Да чего там далеко ходить в Среднюю Азию, когда примеры кошачьей самоотверженности — пусть и не такие яркие, как только что описанный случай, — можно было наблюдать в благородном поведении нашей кошки, когда она, охраняя, правда, уже не старую свою хозяйку — Юлию Андреевну, а сравнительно молодую хозяйку от того самого уже нам знакомого пса, могла и час и два самоотверженно сидеть под креслом хозяйки, в то время как та вела неторопливую беседу со своими гостями и его — пса — хозяевами, могла сколько угодно, вернее — сколько нужно было, сколько подсказывало ей ее чувство долга, сидеть, подобравшись к решающему броску, под этим самым креслом и устрашающе выть и шипеть оттуда, лишь только деликатный пес пытался переступить запретный магический круг, совмещенным и точным центром которого были молодая хозяйка и наша кошка.

Правда, в данном случае самоотверженность кошки носила, пожалуй, и некоторый оттенок эгоизма (если самоотверженность может носить некоторый оттенок эгоизма; по-видимому, все же может). Дело в том, что наша кошка отлично знала, что как пес, так и ее молодая хозяйка прекрасно друг к другу относятся. Кошка знала это потому, что лично сама, и не один раз, притом с явным презрением и даже брезгливостью во всем своем облике, наблюдала сквозь безразличнейший прищур, как ее хозяйка весело резвилась с восторженно лающим псом этим, гладила его и обнимала за шею. Короче говоря, самоотверженность нашей кошки, оставаясь самоотверженностью, в данном случае носила оттенок сильной кошачьей ревности и в то же время стремления картинно и укоряюще проявить свою беззаветную преданность.

Несколько выше я хотел первоначально написать, что ах, мол, так и так, я чуть, мол, не забыл всерьез обратиться к кошке, к кошачьей сути, сказать здесь о ней несколько добрых и теплых слов… И это было бы ложью. Почти — я подчеркиваю, — почти с самого начала, хотя очень смутно, как в малых, так и в больших деталях, я представлял себе, как я буду писать этот рассказ или повествование, третья часть моего триптиха сама собою предназначалась для нашей кошки. Иное дело вопрос, почему, мол, пес и кошка — самые близкие человеку друзья — пришлись на боковые створки этого моего триптиха, тогда как центр его во всем своем огненно-петушином великолепии занял мой Петел. Вопрос этот сложен, он может завести нас опять же в такие тонкости или в такие дебри теперь уже творческого процесса, в которых мы — я, во всяком случае, — можем заблудиться и совсем потеряться.

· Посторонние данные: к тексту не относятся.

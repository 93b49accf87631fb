pub mod config;
pub mod credentials;
pub mod models;
pub mod transcript;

В начале этого лета, как уже говорилось, я наконец-то сделал те самые выводы, стал более или менее последовательно проводить их в жизнь, за что все эти коровы, бараны, куры и петухи стали относиться ко мне несколько иначе, чем относились до этого, стали относиться безбоязненнее и доверчивее. На подлинности этого факта я никак не настаиваю. Вполне возможно — это моя чистейшая и на этот раз уже прямая фантазия, так сказать, положительная мнительность и самовнушение, но, с другой стороны, если задуматься, то почему и действительно не могло произойти подобного? Почему нельзя предположить, что животные и птицы какими-то неузнанными пока что путями чувствуют, узнают, что мною наконец-то сделаны некоторые важные выводы и что я более или менее последовательно провожу их в жизнь? Почему я не могу всерьез предположить это, учитывая уже вполне реальные изменения, происшедшие в характере и течении моей домашней жизни приблизительно за последние полгода, то есть вскоре после того, как… Ну и т. д.

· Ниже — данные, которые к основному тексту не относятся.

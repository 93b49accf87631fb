//! Terminal front end: chat, one-shot questions, images and key management.

use std::collections::HashMap;
use std::io::Write;
use std::sync::Arc;

use anyhow::{Context, Result, bail};
use clap::{Parser, Subcommand, ValueEnum};
use tokio::io::{AsyncBufRead, AsyncBufReadExt, BufReader, Lines};
use tracing::{error, info, warn};

use crate::ai::client::ChatClient;
use crate::ai::image::{ImageClient, ImageStyle, append_keyword};
use crate::core::config::{API_KEY_NAME, AppConfig};
use crate::core::credentials::{CredentialStore, FileCredentialStore, mask_secret};
use crate::core::models::Role;
use crate::core::transcript::Transcript;
use crate::errors::ChatError;

#[derive(Debug, Parser)]
#[command(
    name = "llmium",
    version,
    about = "Chat with and request images from a hosted LLM API"
)]
pub struct Cli {
    /// Model to use (overrides LLMIUM_MODEL)
    #[arg(long, global = true)]
    pub model: Option<String>,

    /// Sampling temperature (overrides LLMIUM_TEMPERATURE)
    #[arg(long, global = true)]
    pub temperature: Option<f32>,

    /// Reply length limit (overrides LLMIUM_MAX_TOKENS)
    #[arg(long, global = true)]
    pub max_tokens: Option<u32>,

    #[command(subcommand)]
    pub command: Command,
}

#[derive(Debug, Subcommand)]
pub enum Command {
    /// Interactive chat with streamed replies; Ctrl-C stops the current reply
    Chat,
    /// Send one message and print the whole reply
    Ask {
        #[arg(required = true)]
        text: Vec<String>,
    },
    /// Generate an image and print its URL
    Imagine {
        #[arg(long, value_enum, default_value_t = StyleArg::Photo)]
        style: StyleArg,
        /// Keyword to add to the description; repeatable
        #[arg(long = "keyword")]
        keywords: Vec<String>,
        description: Vec<String>,
    },
    /// Store the API key
    SetKey { key: String },
    /// Print the stored API key, masked
    ShowKey,
}

#[derive(Debug, Clone, Copy, PartialEq, Eq, ValueEnum)]
pub enum StyleArg {
    Photo,
    Art,
}

impl From<StyleArg> for ImageStyle {
    fn from(style: StyleArg) -> Self {
        match style {
            StyleArg::Photo => ImageStyle::Photo,
            StyleArg::Art => ImageStyle::Art,
        }
    }
}

/// One line typed at the chat prompt.
#[derive(Debug, Clone, PartialEq, Eq)]
pub enum ReplInput<'a> {
    Empty,
    Quit,
    Clear,
    Model(&'a str),
    Message(&'a str),
}

impl<'a> ReplInput<'a> {
    #[must_use]
    pub fn parse(line: &'a str) -> Self {
        let line = line.trim();
        match line {
            "" => Self::Empty,
            "/quit" | "/exit" => Self::Quit,
            "/clear" => Self::Clear,
            _ => match line.strip_prefix("/model ") {
                Some(model) if !model.trim().is_empty() => Self::Model(model.trim()),
                _ => Self::Message(line),
            },
        }
    }
}

/// # Errors
///
/// Returns an error if configuration is invalid or the command fails.
pub async fn run(cli: Cli) -> Result<()> {
    let mut config = AppConfig::from_env().context("loading configuration")?;
    if cli.model.is_some() {
        config.params.model = cli.model;
    }
    if cli.temperature.is_some() {
        config.params.temperature = cli.temperature;
    }
    if cli.max_tokens.is_some() {
        config.params.max_tokens = cli.max_tokens;
    }

    let store: Arc<dyn CredentialStore> =
        Arc::new(FileCredentialStore::new(&config.credentials_file));

    match cli.command {
        Command::Chat => chat(&config, store).await,
        Command::Ask { text } => ask(&config, store, &text.join(" ")).await,
        Command::Imagine {
            style,
            keywords,
            description,
        } => imagine(&config, store, style.into(), &keywords, &description.join(" ")).await,
        Command::SetKey { key } => set_key(store.as_ref(), &key).await,
        Command::ShowKey => show_key(store.as_ref()).await,
    }
}

async fn chat(config: &AppConfig, store: Arc<dyn CredentialStore>) -> Result<()> {
    let client = ChatClient::new(config.client_config(), store)?;
    let mut transcript = Transcript::new();
    let mut lines = BufReader::new(tokio::io::stdin()).lines();

    info!(model = %client.params().model, "Chat session started");
    prompt()?;

    let interrupt = || async {
        let _ = tokio::signal::ctrl_c().await;
    };
    while let Some(line) = next_input(&mut lines, interrupt()).await? {
        match ReplInput::parse(&line) {
            ReplInput::Empty => warn!("empty input"),
            ReplInput::Quit => break,
            ReplInput::Clear => transcript.clear(),
            ReplInput::Model(model) => client.set_model(model),
            ReplInput::Message(text) => {
                transcript.append(Role::User, text);
                stream_reply(&client, &mut transcript).await;
            }
        }
        prompt()?;
    }

    println!();
    info!("Chat session ended");
    Ok(())
}

/// Next line typed at the prompt, or `None` at end of input or once
/// `interrupt` fires.
async fn next_input<R, I>(lines: &mut Lines<R>, interrupt: I) -> Result<Option<String>>
where
    R: AsyncBufRead + Unpin,
    I: Future<Output = ()>,
{
    tokio::select! {
        line = lines.next_line() => Ok(line?),
        () = interrupt => Ok(None),
    }
}

async fn stream_reply(client: &ChatClient, transcript: &mut Transcript) {
    let conversation = transcript.collect_messages();
    let handle = client.new_request();
    let mut stdout = std::io::stdout();

    let result = {
        let send = client.send_messages_stream_with(&handle, &conversation, |batch| {
            for (_, delta) in transcript.apply_batch(batch) {
                let _ = write!(stdout, "{delta}");
            }
            let _ = stdout.flush();
        });
        tokio::pin!(send);

        tokio::select! {
            result = &mut send => result,
            _ = tokio::signal::ctrl_c() => {
                client.cancel(handle.id());
                send.await
            }
        }
    };
    println!();

    match result {
        Ok(outcome) if outcome.cancelled => eprintln!("[stopped]"),
        Ok(outcome) if !outcome.malformed.is_empty() => {
            eprintln!("[{} unreadable frames skipped]", outcome.malformed.len());
        }
        Ok(_) => {}
        Err(e) => banner(&e),
    }
}

async fn ask(config: &AppConfig, store: Arc<dyn CredentialStore>, text: &str) -> Result<()> {
    let client = ChatClient::new(config.client_config(), store)?;
    match client.send_message(text).await {
        Ok(reply) => {
            println!("{reply}");
            Ok(())
        }
        Err(e) => {
            banner(&e);
            Err(e.into())
        }
    }
}

async fn imagine(
    config: &AppConfig,
    store: Arc<dyn CredentialStore>,
    style: ImageStyle,
    keywords: &[String],
    description: &str,
) -> Result<()> {
    let mut full = String::new();
    for keyword in keywords {
        append_keyword(&mut full, keyword);
    }
    full.push_str(description);

    let client = ImageClient::new(&config.client_config(), store)?;
    match client.imagine(style, &full).await {
        Ok(url) => {
            println!("{url}");
            Ok(())
        }
        Err(e) => {
            banner(&e);
            Err(e.into())
        }
    }
}

async fn set_key(store: &dyn CredentialStore, key: &str) -> Result<()> {
    let key = key.trim();
    if key.is_empty() {
        bail!("{API_KEY_NAME} must not be empty");
    }
    store
        .set(HashMap::from([(API_KEY_NAME.to_string(), key.to_string())]))
        .await?;
    println!("saved");
    Ok(())
}

async fn show_key(store: &dyn CredentialStore) -> Result<()> {
    match store.get(API_KEY_NAME).await {
        Ok(key) => println!("{API_KEY_NAME}={}", mask_secret(&key)),
        Err(ChatError::MissingCredential(_)) => println!("{API_KEY_NAME} is not set"),
        Err(e) => return Err(e.into()),
    }
    Ok(())
}

fn prompt() -> Result<()> {
    let mut stdout = std::io::stdout();
    write!(stdout, "> ")?;
    stdout.flush()?;
    Ok(())
}

/// Prints a user-facing alert. Access problems get their own wording so they
/// are not mistaken for network trouble.
fn banner(e: &ChatError) {
    error!(error = %e, access_denied = e.is_access_denied(), "Request failed");
    if e.is_access_denied() {
        eprintln!("!! ACCESS: {}", e.user_message());
    } else {
        eprintln!("!! {}", e.user_message());
    }
}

Дело в том, что с некоторых пор темпы роста количества живых существ в нашей квартире приняли если пока что не угрожающие, то, во всяком случае, останавливающие на себе внимание размеры. Короче говоря, в данное время с нами проживают семь хомяков и одна белка. Но несмотря на это и несмотря на предложение и серьезные советы доброжелательного знакомого — любителя животных — достать нам живого ужа; и несмотря на то, что в начале года мой ребенок вполне серьезно подумывал о взятии временно на воспитание из зоосада детеныша льва или тигра; и несмотря на то, что мой ребенок, в этом случае уже с полным сознанием реальности и законности своей просьбы, периодически и настойчиво просит завести у нас в доме какую-нибудь птичку или две птички и какую-нибудь собаку, уж если не большую, то хотя бы маленькую; и несмотря на то, что Юлия Андреевна недавно всерьез предлагала нам взять на зиму петуха, — несмотря на все это настоящая угроза не во внешних перечисленных мною факторах, не в растущих пожеланиях моего ребенка, а в той внутренней неустойчивости моего состояния, когда я не могу с твердой уверенностью сказать, что при благоприятных изменениях в наших жилищных условиях у нас не появятся еще и уж, и петух, и львенок, и маленькая и самая большая собачки и т. д. Дело в том, что рост моих симпатий к животному миру с некоторых пор не идет ни в какое сравнение с реальными темпами заселения нашей жилплощади живыми существами и моя внутренняя неустойчивость, существование которой я всячески скрываю, стала за последнее время поистине катастрофической.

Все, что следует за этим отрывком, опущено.